### Source material
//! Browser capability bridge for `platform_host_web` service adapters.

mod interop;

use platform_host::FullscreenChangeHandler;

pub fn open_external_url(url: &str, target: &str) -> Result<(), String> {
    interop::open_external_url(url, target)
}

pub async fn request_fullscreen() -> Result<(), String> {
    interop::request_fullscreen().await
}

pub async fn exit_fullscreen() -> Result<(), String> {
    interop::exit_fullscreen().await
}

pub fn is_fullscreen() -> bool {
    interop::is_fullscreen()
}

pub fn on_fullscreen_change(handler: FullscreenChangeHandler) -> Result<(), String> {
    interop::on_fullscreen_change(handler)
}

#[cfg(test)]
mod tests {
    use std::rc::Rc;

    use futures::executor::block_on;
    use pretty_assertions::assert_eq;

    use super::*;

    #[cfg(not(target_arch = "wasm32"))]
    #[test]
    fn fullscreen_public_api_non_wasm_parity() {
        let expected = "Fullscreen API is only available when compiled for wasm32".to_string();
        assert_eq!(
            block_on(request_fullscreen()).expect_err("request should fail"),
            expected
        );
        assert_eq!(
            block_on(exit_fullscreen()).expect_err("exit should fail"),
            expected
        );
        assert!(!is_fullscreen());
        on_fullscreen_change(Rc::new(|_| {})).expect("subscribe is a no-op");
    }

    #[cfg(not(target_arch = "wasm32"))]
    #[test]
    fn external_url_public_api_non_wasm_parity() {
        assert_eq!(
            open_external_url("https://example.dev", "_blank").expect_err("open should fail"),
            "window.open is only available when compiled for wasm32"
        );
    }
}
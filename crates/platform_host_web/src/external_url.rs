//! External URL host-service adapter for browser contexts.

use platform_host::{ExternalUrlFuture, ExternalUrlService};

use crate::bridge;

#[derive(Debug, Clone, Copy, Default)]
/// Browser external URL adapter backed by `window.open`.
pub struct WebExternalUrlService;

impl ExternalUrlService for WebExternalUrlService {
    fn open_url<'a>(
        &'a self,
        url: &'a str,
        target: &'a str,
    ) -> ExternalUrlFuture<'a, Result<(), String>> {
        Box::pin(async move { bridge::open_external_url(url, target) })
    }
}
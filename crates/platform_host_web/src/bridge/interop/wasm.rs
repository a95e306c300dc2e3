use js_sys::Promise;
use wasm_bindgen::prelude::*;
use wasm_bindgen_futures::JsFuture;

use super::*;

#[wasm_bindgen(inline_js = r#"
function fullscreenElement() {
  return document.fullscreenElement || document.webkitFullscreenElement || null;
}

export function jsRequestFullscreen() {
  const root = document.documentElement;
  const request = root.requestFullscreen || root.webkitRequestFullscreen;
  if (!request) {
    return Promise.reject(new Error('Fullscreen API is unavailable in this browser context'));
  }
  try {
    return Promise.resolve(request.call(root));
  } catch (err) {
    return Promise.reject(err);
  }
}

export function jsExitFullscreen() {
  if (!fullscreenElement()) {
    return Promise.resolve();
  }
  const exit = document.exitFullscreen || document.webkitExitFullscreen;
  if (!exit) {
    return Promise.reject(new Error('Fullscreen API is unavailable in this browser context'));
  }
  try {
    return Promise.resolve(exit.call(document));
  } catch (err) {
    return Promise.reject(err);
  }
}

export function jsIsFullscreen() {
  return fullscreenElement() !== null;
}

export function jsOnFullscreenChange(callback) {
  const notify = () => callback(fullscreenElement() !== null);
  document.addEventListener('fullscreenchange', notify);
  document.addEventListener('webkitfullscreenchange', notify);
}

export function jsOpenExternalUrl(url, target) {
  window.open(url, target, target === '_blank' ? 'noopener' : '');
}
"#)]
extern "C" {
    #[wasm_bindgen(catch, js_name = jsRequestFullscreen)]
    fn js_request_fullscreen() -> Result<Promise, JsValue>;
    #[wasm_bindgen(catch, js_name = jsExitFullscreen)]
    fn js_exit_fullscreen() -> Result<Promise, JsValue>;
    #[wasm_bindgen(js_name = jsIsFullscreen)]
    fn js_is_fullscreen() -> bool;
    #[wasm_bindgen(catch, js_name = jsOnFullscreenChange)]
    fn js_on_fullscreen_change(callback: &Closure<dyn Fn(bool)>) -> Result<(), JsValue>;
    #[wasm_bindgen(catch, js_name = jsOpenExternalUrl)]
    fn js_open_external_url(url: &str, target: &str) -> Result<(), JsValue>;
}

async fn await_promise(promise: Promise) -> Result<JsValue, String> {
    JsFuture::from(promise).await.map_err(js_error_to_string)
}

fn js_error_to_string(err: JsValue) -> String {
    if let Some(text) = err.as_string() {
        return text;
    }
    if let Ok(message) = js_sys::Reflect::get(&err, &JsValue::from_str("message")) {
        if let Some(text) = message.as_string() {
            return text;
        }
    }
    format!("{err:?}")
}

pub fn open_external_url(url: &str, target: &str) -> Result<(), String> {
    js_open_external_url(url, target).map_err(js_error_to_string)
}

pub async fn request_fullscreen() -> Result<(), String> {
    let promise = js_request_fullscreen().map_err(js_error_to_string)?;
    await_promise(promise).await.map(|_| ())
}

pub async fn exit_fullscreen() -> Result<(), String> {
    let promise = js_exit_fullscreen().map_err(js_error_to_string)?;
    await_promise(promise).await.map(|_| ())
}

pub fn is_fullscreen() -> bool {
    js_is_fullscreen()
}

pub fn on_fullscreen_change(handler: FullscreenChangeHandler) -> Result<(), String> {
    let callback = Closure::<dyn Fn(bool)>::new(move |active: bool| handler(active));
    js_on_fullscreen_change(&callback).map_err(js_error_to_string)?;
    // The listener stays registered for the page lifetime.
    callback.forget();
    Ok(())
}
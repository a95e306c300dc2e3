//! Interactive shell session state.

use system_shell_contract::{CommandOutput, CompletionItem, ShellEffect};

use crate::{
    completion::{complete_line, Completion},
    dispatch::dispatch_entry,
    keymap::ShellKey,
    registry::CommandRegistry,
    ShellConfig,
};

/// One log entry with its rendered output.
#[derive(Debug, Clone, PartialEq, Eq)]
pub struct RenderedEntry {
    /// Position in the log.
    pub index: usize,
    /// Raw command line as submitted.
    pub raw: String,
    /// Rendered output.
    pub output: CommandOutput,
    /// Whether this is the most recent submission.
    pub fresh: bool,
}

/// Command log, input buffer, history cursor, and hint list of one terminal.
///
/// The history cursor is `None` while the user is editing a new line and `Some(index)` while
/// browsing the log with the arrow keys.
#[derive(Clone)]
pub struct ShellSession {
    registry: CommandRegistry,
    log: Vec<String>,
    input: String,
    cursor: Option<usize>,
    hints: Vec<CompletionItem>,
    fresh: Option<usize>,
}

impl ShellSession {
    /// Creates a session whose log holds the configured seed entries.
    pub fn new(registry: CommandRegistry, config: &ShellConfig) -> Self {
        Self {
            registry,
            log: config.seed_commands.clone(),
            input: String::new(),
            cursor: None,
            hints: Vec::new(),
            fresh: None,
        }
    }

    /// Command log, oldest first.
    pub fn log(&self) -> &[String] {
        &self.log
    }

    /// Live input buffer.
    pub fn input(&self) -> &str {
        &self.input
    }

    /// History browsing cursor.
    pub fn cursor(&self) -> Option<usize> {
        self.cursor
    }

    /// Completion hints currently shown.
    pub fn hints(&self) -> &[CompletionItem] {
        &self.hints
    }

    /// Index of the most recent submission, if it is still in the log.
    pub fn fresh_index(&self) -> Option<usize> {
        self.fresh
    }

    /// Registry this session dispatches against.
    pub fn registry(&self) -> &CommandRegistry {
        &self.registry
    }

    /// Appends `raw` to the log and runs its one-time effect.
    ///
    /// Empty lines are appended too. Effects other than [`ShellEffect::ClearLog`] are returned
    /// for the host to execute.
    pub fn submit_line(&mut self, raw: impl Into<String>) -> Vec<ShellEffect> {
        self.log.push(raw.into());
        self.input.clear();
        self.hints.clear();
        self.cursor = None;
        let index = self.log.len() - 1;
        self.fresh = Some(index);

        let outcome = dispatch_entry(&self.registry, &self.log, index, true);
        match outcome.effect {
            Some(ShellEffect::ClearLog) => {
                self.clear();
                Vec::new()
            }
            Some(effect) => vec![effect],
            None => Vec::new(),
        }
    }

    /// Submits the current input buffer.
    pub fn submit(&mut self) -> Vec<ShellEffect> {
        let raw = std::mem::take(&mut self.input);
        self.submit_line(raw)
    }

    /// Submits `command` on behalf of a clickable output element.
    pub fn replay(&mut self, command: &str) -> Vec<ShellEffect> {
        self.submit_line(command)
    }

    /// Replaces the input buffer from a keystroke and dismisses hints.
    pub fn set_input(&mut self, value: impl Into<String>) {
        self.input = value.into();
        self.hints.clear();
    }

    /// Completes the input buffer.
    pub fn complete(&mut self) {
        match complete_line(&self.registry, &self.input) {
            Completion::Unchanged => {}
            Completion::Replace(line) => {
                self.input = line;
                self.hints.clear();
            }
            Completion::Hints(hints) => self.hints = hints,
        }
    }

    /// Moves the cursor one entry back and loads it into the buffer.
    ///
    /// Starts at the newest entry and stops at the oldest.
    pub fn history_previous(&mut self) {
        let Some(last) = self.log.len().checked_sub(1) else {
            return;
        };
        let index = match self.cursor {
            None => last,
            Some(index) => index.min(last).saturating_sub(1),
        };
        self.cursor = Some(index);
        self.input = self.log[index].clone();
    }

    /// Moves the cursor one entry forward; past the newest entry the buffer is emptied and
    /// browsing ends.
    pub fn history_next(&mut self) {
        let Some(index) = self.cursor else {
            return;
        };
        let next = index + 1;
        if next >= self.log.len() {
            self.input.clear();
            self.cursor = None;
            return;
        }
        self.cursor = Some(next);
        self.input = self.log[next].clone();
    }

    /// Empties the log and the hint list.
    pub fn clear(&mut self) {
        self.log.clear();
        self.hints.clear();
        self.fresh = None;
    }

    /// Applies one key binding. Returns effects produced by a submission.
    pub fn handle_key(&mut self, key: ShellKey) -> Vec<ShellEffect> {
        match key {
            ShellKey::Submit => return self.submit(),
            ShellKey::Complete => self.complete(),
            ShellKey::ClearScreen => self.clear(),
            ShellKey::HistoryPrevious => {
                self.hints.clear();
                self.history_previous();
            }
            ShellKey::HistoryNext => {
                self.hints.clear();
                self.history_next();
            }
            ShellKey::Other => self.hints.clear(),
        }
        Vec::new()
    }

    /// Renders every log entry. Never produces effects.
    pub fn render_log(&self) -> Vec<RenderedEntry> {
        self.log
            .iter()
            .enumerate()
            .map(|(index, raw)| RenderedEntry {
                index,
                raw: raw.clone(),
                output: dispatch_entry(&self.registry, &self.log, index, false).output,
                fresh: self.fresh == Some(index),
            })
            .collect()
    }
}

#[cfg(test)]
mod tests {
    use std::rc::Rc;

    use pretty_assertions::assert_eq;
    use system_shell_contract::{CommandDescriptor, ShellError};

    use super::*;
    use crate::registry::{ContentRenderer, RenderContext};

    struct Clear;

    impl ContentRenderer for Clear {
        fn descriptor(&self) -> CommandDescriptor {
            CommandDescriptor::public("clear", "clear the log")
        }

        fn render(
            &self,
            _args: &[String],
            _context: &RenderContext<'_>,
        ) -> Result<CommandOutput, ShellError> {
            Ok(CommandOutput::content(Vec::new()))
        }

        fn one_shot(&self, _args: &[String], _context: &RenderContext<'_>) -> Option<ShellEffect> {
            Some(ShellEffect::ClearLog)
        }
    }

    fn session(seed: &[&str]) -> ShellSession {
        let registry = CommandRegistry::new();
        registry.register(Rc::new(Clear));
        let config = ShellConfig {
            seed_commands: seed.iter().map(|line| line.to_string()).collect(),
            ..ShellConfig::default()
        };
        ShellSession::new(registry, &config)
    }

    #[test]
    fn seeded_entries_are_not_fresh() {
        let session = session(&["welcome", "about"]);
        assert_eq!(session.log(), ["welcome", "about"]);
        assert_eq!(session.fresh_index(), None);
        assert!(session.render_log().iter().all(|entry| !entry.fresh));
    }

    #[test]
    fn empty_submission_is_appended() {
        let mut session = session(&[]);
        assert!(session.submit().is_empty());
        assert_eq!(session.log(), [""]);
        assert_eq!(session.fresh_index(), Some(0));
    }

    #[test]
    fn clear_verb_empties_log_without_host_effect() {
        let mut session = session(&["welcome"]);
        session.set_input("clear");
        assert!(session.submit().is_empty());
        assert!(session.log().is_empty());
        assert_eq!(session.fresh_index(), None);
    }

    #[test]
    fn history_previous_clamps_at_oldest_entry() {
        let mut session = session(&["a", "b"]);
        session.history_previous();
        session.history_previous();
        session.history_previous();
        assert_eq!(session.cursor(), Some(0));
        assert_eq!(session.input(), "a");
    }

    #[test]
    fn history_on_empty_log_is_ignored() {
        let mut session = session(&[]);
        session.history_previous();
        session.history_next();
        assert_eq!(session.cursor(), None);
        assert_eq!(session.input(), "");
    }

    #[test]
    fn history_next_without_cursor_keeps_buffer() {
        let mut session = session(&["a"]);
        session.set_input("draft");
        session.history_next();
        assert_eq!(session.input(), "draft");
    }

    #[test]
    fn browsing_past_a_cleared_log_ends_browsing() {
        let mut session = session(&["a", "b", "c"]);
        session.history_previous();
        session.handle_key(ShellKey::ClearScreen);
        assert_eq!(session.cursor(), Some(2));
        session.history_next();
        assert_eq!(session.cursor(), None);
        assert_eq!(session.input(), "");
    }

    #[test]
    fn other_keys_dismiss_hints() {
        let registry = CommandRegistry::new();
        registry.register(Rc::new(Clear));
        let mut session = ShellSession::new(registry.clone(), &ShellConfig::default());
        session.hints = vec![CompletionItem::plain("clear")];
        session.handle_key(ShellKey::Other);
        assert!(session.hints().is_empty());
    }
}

### Task requirements
Could you restate, word for word, the lines above from the one with "line as submitted." to the one with "The history cursor", both included?

### Result below
    /// Raw command line as submitted.
    pub raw: String,
    /// Rendered output.
    pub output: CommandOutput,
    /// Whether this is the most recent submission.
    pub fresh: bool,
}

/// Command log, input buffer, history cursor, and hint list of one terminal.
///
/// The history cursor is `None` while the user is editing a new line and `Some(index)` while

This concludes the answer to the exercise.